== Data section ==

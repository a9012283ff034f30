//! # `CNA2d` - conv/norm/activation block.
//!
//! A [`CNA2d`] module is:
//! * a bias-free [`Conv2d`] layer,
//! * a [`BatchNorm`] layer sized to the conv output channels,
//! * an [`Activation`] layer.
//!
//! This is the basic unit of every DarkNet backbone.
//! Padding defaults to ``kernel_size / 2``, which preserves the
//! resolution of odd-sized kernels at stride 1.

use crate::compat::conv_shape::expect_window_output_shape;
use crate::layers::activation::{Activation, ActivationConfig};
use bimm_contracts::{assert_shape_contract_periodically, unpack_shape_contract};
use burn::config::Config;
use burn::module::Module;
use burn::nn::conv::{Conv2d, Conv2dConfig};
use burn::nn::{BatchNorm, BatchNormConfig, PaddingConfig2d};
use burn::prelude::{Backend, Tensor};

/// [`CNA2d`] Meta.
pub trait CNA2dMeta {
    /// Number of input channels.
    fn in_channels(&self) -> usize;

    /// Number of output channels.
    fn out_channels(&self) -> usize;

    /// Square kernel size.
    fn kernel_size(&self) -> usize;

    /// Stride, applied to both spatial dims.
    fn stride(&self) -> usize;

    /// Padding, applied to all four sides.
    fn padding(&self) -> usize;

    /// Number of groups.
    fn groups(&self) -> usize;

    /// Get the output resolution for a given input resolution.
    ///
    /// # Arguments
    ///
    /// - `input_resolution`: ``[in_height, in_width]``.
    ///
    /// # Returns
    ///
    /// ``[out_height, out_width]``
    ///
    /// # Panics
    ///
    /// If the kernel does not fit in the padded input.
    fn output_resolution(
        &self,
        input_resolution: [usize; 2],
    ) -> [usize; 2] {
        let k = self.kernel_size();
        let s = self.stride();
        let p = self.padding();
        expect_window_output_shape(input_resolution, [k, k], [s, s], [p, p], [1, 1])
    }
}

/// [`CNA2d`] Config.
///
/// Implements [`CNA2dMeta`].
#[derive(Config, Debug)]
pub struct CNA2dConfig {
    /// Number of input channels.
    pub in_channels: usize,

    /// Number of output channels.
    pub out_channels: usize,

    /// Square kernel size.
    pub kernel_size: usize,

    /// Stride of the convolution.
    #[config(default = 1)]
    pub stride: usize,

    /// Explicit padding; ``None`` selects ``kernel_size / 2``.
    #[config(default = "None")]
    pub padding: Option<usize>,

    /// Number of groups.
    #[config(default = 1)]
    pub groups: usize,

    /// The [`Activation`] config.
    #[config(default = "ActivationConfig::default()")]
    pub act: ActivationConfig,
}

impl CNA2dMeta for CNA2dConfig {
    fn in_channels(&self) -> usize {
        self.in_channels
    }

    fn out_channels(&self) -> usize {
        self.out_channels
    }

    fn kernel_size(&self) -> usize {
        self.kernel_size
    }

    fn stride(&self) -> usize {
        self.stride
    }

    fn padding(&self) -> usize {
        self.padding.unwrap_or(self.kernel_size / 2)
    }

    fn groups(&self) -> usize {
        self.groups
    }
}

impl CNA2dConfig {
    /// Build the [`Conv2dConfig`] for the inner conv layer.
    pub fn conv_config(&self) -> Conv2dConfig {
        let k = self.kernel_size();
        let s = self.stride();
        let p = self.padding();
        Conv2dConfig::new([self.in_channels, self.out_channels], [k, k])
            .with_stride([s, s])
            .with_padding(PaddingConfig2d::Explicit(p, p))
            .with_groups(self.groups)
            .with_bias(false)
    }

    /// Initialize a [`CNA2d`].
    pub fn init<B: Backend>(
        self,
        device: &B::Device,
    ) -> CNA2d<B> {
        CNA2d {
            conv: self.conv_config().init(device),
            norm: BatchNormConfig::new(self.out_channels).init(device),
            act: self.act.init(device),
        }
    }
}

/// Sequenced conv/norm/activation block.
///
/// Implements [`CNA2dMeta`].
#[derive(Module, Debug)]
pub struct CNA2d<B: Backend> {
    /// Internal Conv2d layer.
    pub conv: Conv2d<B>,

    /// Internal Norm Layer.
    pub norm: BatchNorm<B, 2>,

    /// Activation layer.
    pub act: Activation<B>,
}

impl<B: Backend> CNA2dMeta for CNA2d<B> {
    fn in_channels(&self) -> usize {
        self.conv.weight.shape().dims[1] * self.groups()
    }

    fn out_channels(&self) -> usize {
        self.conv.weight.shape().dims[0]
    }

    fn kernel_size(&self) -> usize {
        self.conv.kernel_size[0]
    }

    fn stride(&self) -> usize {
        self.conv.stride[0]
    }

    fn padding(&self) -> usize {
        match &self.conv.padding.0 {
            PaddingConfig2d::Explicit(height, _) => *height,
            PaddingConfig2d::Same => self.kernel_size() / 2,
            PaddingConfig2d::Valid => 0,
        }
    }

    fn groups(&self) -> usize {
        self.conv.groups
    }
}

impl<B: Backend> CNA2d<B> {
    /// Build a [`CNA2dConfig`] describing this block.
    pub fn to_config(&self) -> CNA2dConfig {
        CNA2dConfig::new(self.in_channels(), self.out_channels(), self.kernel_size())
            .with_stride(self.stride())
            .with_padding(Some(self.padding()))
            .with_groups(self.groups())
            .with_act(self.act.to_config())
    }

    /// Forward Pass.
    ///
    /// Applies the conv/norm/act layers in sequence.
    ///
    /// # Arguments
    ///
    /// - `input`: ``[batch, in_channels, in_height, in_width]``.
    ///
    /// # Returns
    ///
    /// ``[batch, out_channels, out_height, out_width]``
    pub fn forward(
        &self,
        input: Tensor<B, 4>,
    ) -> Tensor<B, 4> {
        let [batch, in_height, in_width] = unpack_shape_contract!(
            ["batch", "in_channels", "in_height", "in_width"],
            &input,
            &["batch", "in_height", "in_width"],
            &[("in_channels", self.in_channels())]
        );
        let [out_height, out_width] = self.output_resolution([in_height, in_width]);

        let x = self.conv.forward(input);
        let x = self.norm.forward(x);
        let x = self.act.forward(x);

        assert_shape_contract_periodically!(
            ["batch", "out_channels", "out_height", "out_width"],
            &x,
            &[
                ("batch", batch),
                ("out_channels", self.out_channels()),
                ("out_height", out_height),
                ("out_width", out_width)
            ]
        );

        x
    }
}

== Exercise ==
Your answer should reproduce each line of the listing that holds the word "weight".

== Written reply ==
        self.conv.weight.shape().dims[1] * self.groups()
        self.conv.weight.shape().dims[0]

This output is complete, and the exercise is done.